• [The task]:
Filter the entries, keeping every line with the string "query".

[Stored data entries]

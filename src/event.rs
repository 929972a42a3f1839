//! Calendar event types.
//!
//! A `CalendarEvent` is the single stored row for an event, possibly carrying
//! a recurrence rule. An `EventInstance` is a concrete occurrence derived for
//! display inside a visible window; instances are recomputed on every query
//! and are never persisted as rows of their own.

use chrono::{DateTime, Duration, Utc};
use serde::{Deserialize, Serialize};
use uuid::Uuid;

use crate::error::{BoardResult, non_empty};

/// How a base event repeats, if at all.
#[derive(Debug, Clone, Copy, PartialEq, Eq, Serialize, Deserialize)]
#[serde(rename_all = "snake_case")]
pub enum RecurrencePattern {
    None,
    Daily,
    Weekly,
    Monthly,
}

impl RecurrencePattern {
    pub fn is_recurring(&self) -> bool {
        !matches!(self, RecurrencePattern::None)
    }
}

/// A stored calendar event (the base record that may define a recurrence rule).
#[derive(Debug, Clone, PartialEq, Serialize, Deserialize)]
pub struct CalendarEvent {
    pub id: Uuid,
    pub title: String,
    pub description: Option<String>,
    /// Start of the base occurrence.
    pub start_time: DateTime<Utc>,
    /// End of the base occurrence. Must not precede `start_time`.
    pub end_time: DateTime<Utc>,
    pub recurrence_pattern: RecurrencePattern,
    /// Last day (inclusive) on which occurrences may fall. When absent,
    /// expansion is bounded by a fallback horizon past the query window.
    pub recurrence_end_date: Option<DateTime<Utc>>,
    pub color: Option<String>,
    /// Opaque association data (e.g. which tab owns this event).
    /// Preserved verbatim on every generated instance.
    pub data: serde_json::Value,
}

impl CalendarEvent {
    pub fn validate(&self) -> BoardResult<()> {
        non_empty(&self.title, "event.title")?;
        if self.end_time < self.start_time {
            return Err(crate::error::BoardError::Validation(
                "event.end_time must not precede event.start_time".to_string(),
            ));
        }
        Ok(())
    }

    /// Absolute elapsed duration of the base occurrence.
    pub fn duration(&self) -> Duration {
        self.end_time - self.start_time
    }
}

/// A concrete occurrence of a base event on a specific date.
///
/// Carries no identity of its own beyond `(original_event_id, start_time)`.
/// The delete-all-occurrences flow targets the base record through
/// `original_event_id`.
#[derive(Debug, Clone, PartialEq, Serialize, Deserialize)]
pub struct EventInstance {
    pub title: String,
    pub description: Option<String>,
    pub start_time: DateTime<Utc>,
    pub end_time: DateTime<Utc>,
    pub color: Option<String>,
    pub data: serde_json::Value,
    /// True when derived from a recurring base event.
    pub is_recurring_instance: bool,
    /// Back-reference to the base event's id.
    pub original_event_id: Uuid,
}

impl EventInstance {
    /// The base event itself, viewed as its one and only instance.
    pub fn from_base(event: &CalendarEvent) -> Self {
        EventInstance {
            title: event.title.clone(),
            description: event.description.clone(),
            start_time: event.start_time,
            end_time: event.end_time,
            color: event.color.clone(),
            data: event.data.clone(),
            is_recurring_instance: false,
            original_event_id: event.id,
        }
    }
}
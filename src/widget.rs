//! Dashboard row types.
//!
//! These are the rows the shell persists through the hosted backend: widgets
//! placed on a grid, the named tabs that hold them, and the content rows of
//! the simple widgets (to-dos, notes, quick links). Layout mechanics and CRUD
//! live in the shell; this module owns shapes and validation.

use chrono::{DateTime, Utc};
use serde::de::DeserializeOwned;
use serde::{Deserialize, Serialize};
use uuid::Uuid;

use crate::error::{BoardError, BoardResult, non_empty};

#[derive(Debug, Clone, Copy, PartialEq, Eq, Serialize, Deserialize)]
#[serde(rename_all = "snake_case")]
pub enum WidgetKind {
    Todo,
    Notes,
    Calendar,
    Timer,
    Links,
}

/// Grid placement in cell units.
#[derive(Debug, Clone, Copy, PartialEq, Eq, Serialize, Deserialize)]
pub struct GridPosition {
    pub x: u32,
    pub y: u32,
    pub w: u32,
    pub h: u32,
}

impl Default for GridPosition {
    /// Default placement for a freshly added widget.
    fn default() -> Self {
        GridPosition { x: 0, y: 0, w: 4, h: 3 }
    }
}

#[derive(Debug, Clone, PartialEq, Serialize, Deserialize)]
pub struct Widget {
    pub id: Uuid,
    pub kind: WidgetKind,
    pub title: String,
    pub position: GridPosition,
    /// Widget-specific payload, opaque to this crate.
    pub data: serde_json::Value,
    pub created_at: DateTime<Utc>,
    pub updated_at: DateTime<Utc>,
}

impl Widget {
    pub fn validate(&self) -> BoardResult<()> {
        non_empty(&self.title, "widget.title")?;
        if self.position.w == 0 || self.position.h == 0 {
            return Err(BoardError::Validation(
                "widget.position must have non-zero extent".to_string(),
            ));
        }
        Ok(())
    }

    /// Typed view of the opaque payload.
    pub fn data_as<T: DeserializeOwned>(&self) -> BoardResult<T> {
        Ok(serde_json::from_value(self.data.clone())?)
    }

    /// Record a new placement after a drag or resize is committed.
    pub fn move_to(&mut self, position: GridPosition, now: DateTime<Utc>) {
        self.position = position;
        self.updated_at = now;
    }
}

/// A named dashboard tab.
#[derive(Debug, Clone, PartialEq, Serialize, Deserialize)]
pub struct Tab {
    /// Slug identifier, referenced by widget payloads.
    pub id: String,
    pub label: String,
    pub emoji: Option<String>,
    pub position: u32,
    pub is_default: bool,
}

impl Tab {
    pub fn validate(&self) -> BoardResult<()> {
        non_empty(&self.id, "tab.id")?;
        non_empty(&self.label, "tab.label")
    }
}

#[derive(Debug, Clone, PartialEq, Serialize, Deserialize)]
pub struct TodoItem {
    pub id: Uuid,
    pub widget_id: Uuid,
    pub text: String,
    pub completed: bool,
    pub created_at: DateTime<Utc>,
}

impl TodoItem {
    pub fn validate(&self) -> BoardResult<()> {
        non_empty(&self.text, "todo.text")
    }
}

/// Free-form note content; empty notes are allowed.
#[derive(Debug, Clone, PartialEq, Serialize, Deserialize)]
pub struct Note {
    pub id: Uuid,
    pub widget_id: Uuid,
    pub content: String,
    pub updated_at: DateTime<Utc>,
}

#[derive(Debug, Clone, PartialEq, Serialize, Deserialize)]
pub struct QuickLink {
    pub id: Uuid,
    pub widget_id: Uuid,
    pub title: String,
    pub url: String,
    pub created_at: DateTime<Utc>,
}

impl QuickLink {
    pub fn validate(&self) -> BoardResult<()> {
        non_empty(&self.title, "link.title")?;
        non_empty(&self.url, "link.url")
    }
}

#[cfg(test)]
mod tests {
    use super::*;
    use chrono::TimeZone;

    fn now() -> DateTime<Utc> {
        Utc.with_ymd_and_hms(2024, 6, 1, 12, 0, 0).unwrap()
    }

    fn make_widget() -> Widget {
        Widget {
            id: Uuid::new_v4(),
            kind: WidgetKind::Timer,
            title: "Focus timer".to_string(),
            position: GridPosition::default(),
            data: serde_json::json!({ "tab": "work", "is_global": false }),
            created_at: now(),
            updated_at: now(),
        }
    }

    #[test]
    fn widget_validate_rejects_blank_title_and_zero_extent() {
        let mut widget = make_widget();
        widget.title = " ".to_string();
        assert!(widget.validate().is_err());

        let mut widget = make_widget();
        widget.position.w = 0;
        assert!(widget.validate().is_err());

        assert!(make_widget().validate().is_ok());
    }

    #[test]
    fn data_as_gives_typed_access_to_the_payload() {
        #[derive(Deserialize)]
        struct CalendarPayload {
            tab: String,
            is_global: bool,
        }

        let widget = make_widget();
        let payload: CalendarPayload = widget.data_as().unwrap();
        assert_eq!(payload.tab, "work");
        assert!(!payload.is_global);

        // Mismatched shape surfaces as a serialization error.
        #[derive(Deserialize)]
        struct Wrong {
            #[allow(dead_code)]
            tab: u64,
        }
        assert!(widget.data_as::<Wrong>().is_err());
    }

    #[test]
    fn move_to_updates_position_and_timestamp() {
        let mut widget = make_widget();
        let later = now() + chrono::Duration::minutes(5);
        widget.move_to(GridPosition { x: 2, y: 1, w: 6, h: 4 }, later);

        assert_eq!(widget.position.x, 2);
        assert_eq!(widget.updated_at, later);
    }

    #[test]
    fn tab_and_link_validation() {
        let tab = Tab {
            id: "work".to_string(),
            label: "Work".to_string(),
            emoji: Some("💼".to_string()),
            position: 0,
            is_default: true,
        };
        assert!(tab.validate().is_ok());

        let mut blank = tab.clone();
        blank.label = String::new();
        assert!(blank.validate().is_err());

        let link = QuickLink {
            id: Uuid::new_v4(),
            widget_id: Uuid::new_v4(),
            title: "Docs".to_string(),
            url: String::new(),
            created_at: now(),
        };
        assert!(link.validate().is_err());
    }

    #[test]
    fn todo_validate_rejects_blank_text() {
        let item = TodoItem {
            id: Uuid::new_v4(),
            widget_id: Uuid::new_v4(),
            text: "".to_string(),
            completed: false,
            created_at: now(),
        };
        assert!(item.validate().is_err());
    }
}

• [Task answer]:
//! display inside a visible window; instances are recomputed on every query
    /// expansion is bounded by a fallback horizon past the query window.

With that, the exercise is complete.